**TASK TO COMPLETE:** Output the records that follow exactly as they are written.

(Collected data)
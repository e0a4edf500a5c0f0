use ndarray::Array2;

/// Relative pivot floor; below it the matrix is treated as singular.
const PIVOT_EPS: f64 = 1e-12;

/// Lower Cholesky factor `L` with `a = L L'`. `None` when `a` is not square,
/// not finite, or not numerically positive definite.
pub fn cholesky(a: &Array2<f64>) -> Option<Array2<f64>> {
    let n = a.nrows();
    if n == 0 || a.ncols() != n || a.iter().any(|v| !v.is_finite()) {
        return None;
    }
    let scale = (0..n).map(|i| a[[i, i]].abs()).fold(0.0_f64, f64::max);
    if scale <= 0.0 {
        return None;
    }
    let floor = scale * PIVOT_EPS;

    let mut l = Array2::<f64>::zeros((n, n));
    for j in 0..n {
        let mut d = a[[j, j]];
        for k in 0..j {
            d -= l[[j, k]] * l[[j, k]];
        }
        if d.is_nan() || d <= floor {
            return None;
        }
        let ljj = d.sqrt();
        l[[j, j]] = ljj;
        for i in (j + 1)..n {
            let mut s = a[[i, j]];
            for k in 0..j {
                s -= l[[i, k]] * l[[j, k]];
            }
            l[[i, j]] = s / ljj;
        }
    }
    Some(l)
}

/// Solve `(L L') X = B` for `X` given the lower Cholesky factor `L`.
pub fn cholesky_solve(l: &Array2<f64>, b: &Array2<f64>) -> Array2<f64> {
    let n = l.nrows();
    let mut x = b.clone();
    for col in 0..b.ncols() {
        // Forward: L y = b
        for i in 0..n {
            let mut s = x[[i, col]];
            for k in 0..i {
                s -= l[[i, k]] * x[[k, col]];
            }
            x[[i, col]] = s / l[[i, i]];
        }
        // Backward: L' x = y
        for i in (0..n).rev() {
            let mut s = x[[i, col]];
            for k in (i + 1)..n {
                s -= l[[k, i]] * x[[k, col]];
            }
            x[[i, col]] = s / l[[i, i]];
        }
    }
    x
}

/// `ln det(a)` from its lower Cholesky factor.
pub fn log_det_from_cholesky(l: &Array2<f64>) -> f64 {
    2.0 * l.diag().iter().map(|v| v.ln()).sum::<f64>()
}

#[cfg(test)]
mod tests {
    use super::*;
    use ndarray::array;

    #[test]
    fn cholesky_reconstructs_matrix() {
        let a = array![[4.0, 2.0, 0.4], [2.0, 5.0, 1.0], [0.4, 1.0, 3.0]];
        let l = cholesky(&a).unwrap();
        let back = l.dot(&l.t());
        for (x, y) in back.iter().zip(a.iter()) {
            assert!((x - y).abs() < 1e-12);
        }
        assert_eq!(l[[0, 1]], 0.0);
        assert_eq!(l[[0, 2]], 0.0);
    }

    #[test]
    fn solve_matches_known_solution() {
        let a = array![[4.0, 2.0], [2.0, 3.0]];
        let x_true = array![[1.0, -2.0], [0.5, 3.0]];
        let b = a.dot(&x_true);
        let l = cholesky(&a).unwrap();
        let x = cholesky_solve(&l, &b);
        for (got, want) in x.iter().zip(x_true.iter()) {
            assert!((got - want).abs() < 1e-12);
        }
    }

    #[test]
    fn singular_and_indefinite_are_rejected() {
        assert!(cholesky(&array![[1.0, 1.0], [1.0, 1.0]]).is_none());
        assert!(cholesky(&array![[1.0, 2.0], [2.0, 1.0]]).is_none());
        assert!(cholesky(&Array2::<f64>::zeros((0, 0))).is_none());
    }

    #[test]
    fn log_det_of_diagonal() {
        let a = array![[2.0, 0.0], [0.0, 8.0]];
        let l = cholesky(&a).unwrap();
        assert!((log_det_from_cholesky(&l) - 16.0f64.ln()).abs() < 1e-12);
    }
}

**WRITTEN REPLY:**
repository e0a4edf500a5c0f0
use ndarray::Array2;

/// Relative pivot floor; below it the matrix is treated as singular.
const PIVOT_EPS: f64 = 1e-12;

/// Lower Cholesky factor `L` with `a = L L'`. `None` when `a` is not square,
/// not finite, or not numerically positive definite.
pub fn cholesky(a: &Array2<f64>) -> Option<Array2<f64>> {
    let n = a.nrows();
    if n == 0 || a.ncols() != n || a.iter().any(|v| !v.is_finite()) {
        return None;
    }
    let scale = (0..n).map(|i| a[[i, i]].abs()).fold(0.0_f64, f64::max);
    if scale <= 0.0 {
        return None;
    }
    let floor = scale * PIVOT_EPS;

    let mut l = Array2::<f64>::zeros((n, n));
    for j in 0..n {
        let mut d = a[[j, j]];
        for k in 0..j {
            d -= l[[j, k]] * l[[j, k]];
        }
        if d.is_nan() || d <= floor {
            return None;
        }
        let ljj = d.sqrt();
        l[[j, j]] = ljj;
        for i in (j + 1)..n {
            let mut s = a[[i, j]];
            for k in 0..j {
                s -= l[[i, k]] * l[[j, k]];
            }
            l[[i, j]] = s / ljj;
        }
    }
    Some(l)
}

/// Solve `(L L') X = B` for `X` given the lower Cholesky factor `L`.
pub fn cholesky_solve(l: &Array2<f64>, b: &Array2<f64>) -> Array2<f64> {
    let n = l.nrows();
    let mut x = b.clone();
    for col in 0..b.ncols() {
        // Forward: L y = b
        for i in 0..n {
            let mut s = x[[i, col]];
            for k in 0..i {
                s -= l[[i, k]] * x[[k, col]];
            }
            x[[i, col]] = s / l[[i, i]];
        }
        // Backward: L' x = y
        for i in (0..n).rev() {
            let mut s = x[[i, col]];
            for k in (i + 1)..n {
                s -= l[[k, i]] * x[[k, col]];
            }
            x[[i, col]] = s / l[[i, i]];
        }
    }
    x
}

/// `ln det(a)` from its lower Cholesky factor.
pub fn log_det_from_cholesky(l: &Array2<f64>) -> f64 {
    2.0 * l.diag().iter().map(|v| v.ln()).sum::<f64>()
}

#[cfg(test)]
mod tests {
    use super::*;
    use ndarray::array;

    #[test]
    fn cholesky_reconstructs_matrix() {
        let a = array![[4.0, 2.0, 0.4], [2.0, 5.0, 1.0], [0.4, 1.0, 3.0]];
        let l = cholesky(&a).unwrap();
        let back = l.dot(&l.t());
        for (x, y) in back.iter().zip(a.iter()) {
            assert!((x - y).abs() < 1e-12);
        }
        assert_eq!(l[[0, 1]], 0.0);
        assert_eq!(l[[0, 2]], 0.0);
    }

    #[test]
    fn solve_matches_known_solution() {
        let a = array![[4.0, 2.0], [2.0, 3.0]];
        let x_true = array![[1.0, -2.0], [0.5, 3.0]];
        let b = a.dot(&x_true);
        let l = cholesky(&a).unwrap();
        let x = cholesky_solve(&l, &b);
        for (got, want) in x.iter().zip(x_true.iter()) {
            assert!((got - want).abs() < 1e-12);
        }
    }

    #[test]
    fn singular_and_indefinite_are_rejected() {
        assert!(cholesky(&array![[1.0, 1.0], [1.0, 1.0]]).is_none());
        assert!(cholesky(&array![[1.0, 2.0], [2.0, 1.0]]).is_none());
        assert!(cholesky(&Array2::<f64>::zeros((0, 0))).is_none());
    }

    #[test]
    fn log_det_of_diagonal() {
        let a = array![[2.0, 0.0], [0.0, 8.0]];
        let l = cholesky(&a).unwrap();
        assert!((log_det_from_cholesky(&l) - 16.0f64.ln()).abs() < 1e-12);
    }
}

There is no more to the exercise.